Drunk son spared jail for battering paramedic who was treating his dad

A ‘drunken lout’ who battered a paramedic sent to help treat his dad has been spared jail.

Thomas Duffy, 23, was on a work night out in Manchester city centre shortly before Christmas last year when his father fell and lost consciousness.

Not long after Duffy called 999 medic Ian Shortman arrived, telling him his father’s blood pressure was low and he needed to be taken to hospital.

But Duffy started abusing Mr Shortman before launching a ‘violent and shocking’ attack which the paramedic described as ‘the most life-threatening situation’ he had faced in his 20-year career.

Duffy, from Hyde in Greater Manchester, admitted assaulting an emergency worker at a previous hearing and was sentenced to 18 weeks imprisonment, suspended for 12 months.

In a statement outlining the impact of what happened on December 21, Mr Shortman said: ‘I do this job to help people and I find it disturbing that someone would do this to me.

‘He called for us to attend and see his father. It could have caused an end to my career… and even an end to my life.

‘This is the most life-threatening situation I have been involved in my 20 years as a paramedic.’

Defending, Zoe Earle told Manchester Magistrates’ Court that Duffy was ‘extremely intoxicated’ at the time, adding: ‘He doesn’t ordinarily drink and he found himself in that social situation.

‘This was out of character. He is utterly ashamed of his behaviour.

‘He works full-time in the construction industry, he has a relatively good job. He can’t provide an explanation – other than he shouldn’t have drunk the amount that he did.

‘He had just started to take antidepressants, so perhaps that mixed with the alcohol, and him not being used to it, had an adverse effect.

‘He offers his sincere apologies to the paramedic. This has been looming over him for quite some time.’

District Judge Margaret McCormack told Duffy: ‘These people are going out there, putting their lives on the line, only to be attacked by drunken louts.
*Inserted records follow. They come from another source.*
//! # VXI-11 Server for FeelTech AWGs
//!
//! Network front end that lets a Siglent oscilloscope's Bode-plot sweep
//! drive a cheap FeelTech-style arbitrary waveform generator. The bridge
//! impersonates a Siglent AWG at the RPC/VXI-11 layer and relays waveform
//! settings to the real instrument over its serial port.
pub mod awg;

use std::error::Error;
use std::net::IpAddr;
use std::time::Duration;

use clap::Parser;
use env_logger::Env;
use vxi_server::server::Builder;

use crate::awg::engine::FeelTech;
use crate::awg::models::FyModel;
use crate::awg::serial::SerialLine;

#[derive(Parser)]
#[command(about = "Siglent-compatible VXI-11 network front end for FeelTech AWGs", long_about = None)]
struct Args {
    /// Address to listen on
    #[arg(short, long, default_value = "0.0.0.0")]
    ip: IpAddr,

    /// Port of the RPC bind (portmap) service
    #[arg(long, default_value = "111")]
    bind_port: u16,

    /// First port of the VXI-11 session range
    #[arg(long, default_value = "9010")]
    first_port: u16,

    /// Last port of the VXI-11 session range
    #[arg(long, default_value = "9019")]
    last_port: u16,

    /// Serial device the AWG is attached to
    #[arg(short, long)]
    serial: String,

    /// Baud rate of the serial link
    #[arg(short, long, default_value = "115200")]
    baud: u32,

    /// Verify each setting by reading it back, retrying this many times
    #[arg(short, long, default_value = "0")]
    retries: u32,

    /// Disconnect a silent client after this many seconds
    #[arg(long, default_value = "30")]
    timeout: u64,

    /// Serial read timeout in milliseconds
    #[arg(long, default_value = "1000")]
    serial_timeout_ms: u64,

    /// AWG model attached to the serial port
    #[arg(long, value_enum, default_value = "fy6900")]
    model: FyModel,

    /// Answer BSWV? queries with live readings instead of the id string
    #[arg(long)]
    parameter_echo: bool,

    /// Translate all Siglent waveforms instead of pinning sine
    #[arg(long)]
    full_wave_translation: bool,
}

fn main() -> Result<(), Box<dyn Error>> {
    env_logger::Builder::from_env(Env::default().default_filter_or("info")).init();
    log::info!("starting AWG bridge");

    let args = Args::parse();
    log::debug!(
        "opening {} at {} baud for a {:?}",
        args.serial,
        args.baud,
        args.model
    );

    let link = SerialLine::open(
        &args.serial,
        args.baud,
        Duration::from_millis(args.serial_timeout_ms),
    )?;
    let device = FeelTech::new(link, args.model, args.retries)
        .full_wave_translation(args.full_wave_translation);

    let server = Builder::new()
        .ip(args.ip)
        .bind_port(args.bind_port)
        .port_range(args.first_port, args.last_port)
        .inactivity_timeout(Duration::from_secs(args.timeout))
        .parameter_echo(args.parameter_echo)
        .build(device)?;
    server.run();
    Ok(())
}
‘He was there trying to provide serious care to your father. This was how he was responded to.

‘I accept you are remorseful and ashamed, but this does cross the custody threshold.’

Duffy was ordered to complete 200 hours of unpaid work and pay £500 in compensation to Mr Shortman and £213 in court costs.

Following the hearing, Mr Shortman said: ‘I hope the verdict acts as a deterrent to others so that my colleagues don’t have to be subject to the same horrendous abuse.

‘This was a very frightening experience and although I was thankfully not seriously physically injured, this has had a profound effect on me personally and now causes me to be very wary of my surroundings.

‘I hope Mr Duffy now takes time to reflect on his actions and understands the severity of what could have happened.’

Dan Smith, the North West Ambulance Service’s head of service in Greater Manchester, said: ‘This was a violent and shocking assault and we thank our colleagues at Greater Manchester Police who responded to support Ian.

‘The abuse of any emergency services staff will never be tolerated and I hope the suspended sentence issued today gives the assailant an opportunity to learn from this.

‘Ian has been well supported by the trust, his colleagues and the city centre community and we are thankful that he has had no serious or lasting injuries.

‘Our staff work extremely hard to care for people when they are needed the most and they should absolutely be able to do so without fear of being attacked.

‘We will always work to support our staff with prosecutions.’